Last week, I felt spiritually sick. Perhaps you know the feeling.
It was like my soul was nauseous, bent over, and invisibly heaving inside. My chest felt like it was caving in under the pressure of a sorrow, discouragement, and confusion whose source I couldn’t pinpoint. I told Lily that I felt like I was dying inside.
Then on Tuesday afternoon, I was scheduled to meet with someone that I thought hated me for the last two years.
This person had publicly attacked my character and tried to ruin my ministry, because I asked difficult questions and called for deeper Christian thought. This episode was extremely painful and consumed a lot of my time and energy. I felt like someone I didn’t even know was trying to assassinate God’s calling on my life after Lily and I had sold our things and risked our livelihood to serve in Ethiopia.
So, as 3:30pm approached on Tuesday, I thought about rescheduling the meeting.
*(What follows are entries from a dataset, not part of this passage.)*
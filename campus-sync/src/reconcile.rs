//! Closure-invariant check and repair.
//!
//! Partial failures and racing updates can leave a reference visible from
//! one side only. There is no automatic retry, so repair is an explicit
//! out-of-band pass: pick one side as ground truth, rewrite the other
//! side's sets from it, and prune ground-truth references that point at
//! records which no longer exist.

use campus_store::{CatalogStore, StoreResult};
use campus_types::{CollegeId, CourseId};
use serde::{Deserialize, Serialize};
use std::collections::{HashMap, HashSet};
use tracing::{debug, info};

/// Which collection's forward sets are ground truth during repair.
#[derive(Debug, Clone, Copy, PartialEq, Eq, Serialize, Deserialize)]
#[serde(rename_all = "snake_case")]
pub enum Authority {
    Colleges,
    Courses,
}

/// A reference pair observed from exactly one side.
#[derive(Debug, Clone, Copy, PartialEq, Eq, Serialize, Deserialize)]
pub struct ClosureViolation {
    pub college: CollegeId,
    pub course: CourseId,
    pub seen_from: Side,
}

/// The side on which the one-sided reference was found.
#[derive(Debug, Clone, Copy, PartialEq, Eq, Serialize, Deserialize)]
#[serde(rename_all = "snake_case")]
pub enum Side {
    /// The college lists the course; the course does not list it back
    /// (or no such course exists).
    CollegeOnly,
    /// The course lists the college; the college does not list it back
    /// (or no such college exists).
    CourseOnly,
}

/// What a repair pass changed.
#[derive(Debug, Clone, Copy, Default, PartialEq, Eq, Serialize, Deserialize)]
pub struct RepairReport {
    /// Inverse-side records whose reference set was rewritten.
    pub inverse_rewrites: u64,
    /// Ground-truth records whose forward set referenced a record that no
    /// longer exists and was pruned.
    pub dangling_pruned: u64,
}

impl RepairReport {
    /// Whether the pass found nothing to fix.
    #[must_use]
    pub fn is_clean(&self) -> bool {
        self.inverse_rewrites == 0 && self.dangling_pruned == 0
    }
}

/// Reports every closure violation currently in the store.
///
/// Read-only; both collections are listed once and compared in memory. A
/// concurrent writer can invalidate the answer by the time it is returned,
/// so run this from the same maintenance window as [`repair`].
pub fn check(store: &dyn CatalogStore) -> StoreResult<Vec<ClosureViolation>> {
    let colleges = store.list_colleges()?;
    let courses = store.list_courses()?;

    let course_refs: HashMap<CourseId, &HashSet<CollegeId>> =
        courses.iter().map(|k| (k.id, &k.colleges)).collect();
    let college_refs: HashMap<CollegeId, &HashSet<CourseId>> =
        colleges.iter().map(|c| (c.id, &c.courses_offered)).collect();

    let mut violations = Vec::new();
    for college in &colleges {
        for &course in &college.courses_offered {
            let linked_back = course_refs
                .get(&course)
                .is_some_and(|refs| refs.contains(&college.id));
            if !linked_back {
                violations.push(ClosureViolation {
                    college: college.id,
                    course,
                    seen_from: Side::CollegeOnly,
                });
            }
        }
    }
    for course in &courses {
        for &college in &course.colleges {
            let linked_back = college_refs
                .get(&college)
                .is_some_and(|refs| refs.contains(&course.id));
            if !linked_back {
                violations.push(ClosureViolation {
                    college,
                    course: course.id,
                    seen_from: Side::CourseOnly,
                });
            }
        }
    }

    debug!(count = violations.len(), "closure check finished");
    Ok(violations)
}

/// Rewrites the inverse side from the authoritative side's forward sets,
/// restoring the closure invariant.
///
/// Authoritative forward references to records that no longer exist cannot
/// be honored and are pruned. After a successful pass [`check`] reports no
/// violations, assuming no concurrent writers.
pub fn repair(store: &dyn CatalogStore, authority: Authority) -> StoreResult<RepairReport> {
    let report = match authority {
        Authority::Colleges => repair_courses_from_colleges(store)?,
        Authority::Courses => repair_colleges_from_courses(store)?,
    };
    info!(
        ?authority,
        rewrites = report.inverse_rewrites,
        pruned = report.dangling_pruned,
        "reconciliation pass finished"
    );
    Ok(report)
}

fn repair_courses_from_colleges(store: &dyn CatalogStore) -> StoreResult<RepairReport> {
    let colleges = store.list_colleges()?;
    let courses = store.list_courses()?;
    let existing: HashSet<CourseId> = courses.iter().map(|k| k.id).collect();

    // Ground truth: which colleges claim each course.
    let mut truth: HashMap<CourseId, HashSet<CollegeId>> = HashMap::new();
    for college in &colleges {
        for &course in &college.courses_offered {
            if existing.contains(&course) {
                truth.entry(course).or_default().insert(college.id);
            }
        }
    }

    let mut report = RepairReport::default();
    for course in &courses {
        let expected = truth.remove(&course.id).unwrap_or_default();
        if course.colleges != expected {
            store.set_colleges(course.id, &expected)?;
            report.inverse_rewrites += 1;
        }
    }

    // Forward references to courses that no longer exist.
    for college in &colleges {
        let kept: HashSet<CourseId> = college
            .courses_offered
            .iter()
            .copied()
            .filter(|course| existing.contains(course))
            .collect();
        if kept != college.courses_offered {
            store.set_courses_offered(college.id, &kept)?;
            report.dangling_pruned += 1;
        }
    }
    Ok(report)
}

fn repair_colleges_from_courses(store: &dyn CatalogStore) -> StoreResult<RepairReport> {
    let colleges = store.list_colleges()?;
    let courses = store.list_courses()?;
    let existing: HashSet<CollegeId> = colleges.iter().map(|c| c.id).collect();

    let mut truth: HashMap<CollegeId, HashSet<CourseId>> = HashMap::new();
    for course in &courses {
        for &college in &course.colleges {
            if existing.contains(&college) {
                truth.entry(college).or_default().insert(course.id);
            }
        }
    }

    let mut report = RepairReport::default();
    for college in &colleges {
        let expected = truth.remove(&college.id).unwrap_or_default();
        if college.courses_offered != expected {
            store.set_courses_offered(college.id, &expected)?;
            report.inverse_rewrites += 1;
        }
    }

    for course in &courses {
        let kept: HashSet<CollegeId> = course
            .colleges
            .iter()
            .copied()
            .filter(|college| existing.contains(college))
            .collect();
        if kept != course.colleges {
            store.set_colleges(course.id, &kept)?;
            report.dangling_pruned += 1;
        }
    }
    Ok(report)
}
I was already deeply discouraged, and I wasn’t sure I could handle another shot of toxicity in my soul.
But I went anyway, and I was shocked by what happened.
We talked for four and a half hours, and I left that meeting feeling born again and newly invigorated to chase God’s calling on my life.
Little did we know, the two of us share the same passion for loving and serving people who are ignored and endangered. I told stories about Wudenesh and Eyob and our need for eyes that can see others as precious neighbors rather than strangers or enemies. They told stories about children in a detention center and a diabetic man shaking in the streets and our need for intentionality in the way we care for others, especially girls in our neighborhoods.
As we listened to one another’s stories, we both cried. I was brought to tears by this person’s powerful commitment to forgive and to advocate for the most vulnerable people in our community after surviving their own pain. We also laughed heartily and shared our dreams for a peaceful Ethiopia where young people can thrive.
The time raced by, and I felt my soul filling with hope, freedom, and energy to press forward. We ended our meeting by asking how we could help one another. I left that restaurant like a newborn child with lightness and sweetness and tenderness alive in my heart again after that terrible spiritual sickness.
My enemy had become my healer. My enemy renewed my hope and inspired my faith. My enemy was the encourager I needed when I felt like I was dying inside.
Two years ago, I would have said this could never happen. But it did.
As I walked home in the darkness Tuesday night, I pondered questions: How much hope, imagination, and practical change do we waste because we don’t reach out to the people we think hate us and/or we ourselves hate? What if Jesus’s call, “Love your enemies” is more of an opportunity than an obligation? Why did it take me two years to do this?
My new friend said it so well in a message afterward: “I keep thinking about the stories you told me, and I was saying to myself, ‘Oh God, we really don’t know each other until we meet and talk.’”
We really don’t know each other until we meet and talk.
Is there someone in your life that you need to meet and talk with this week? What if the person you have seen as your enemy can serve as a healer in your place of sickness and distress?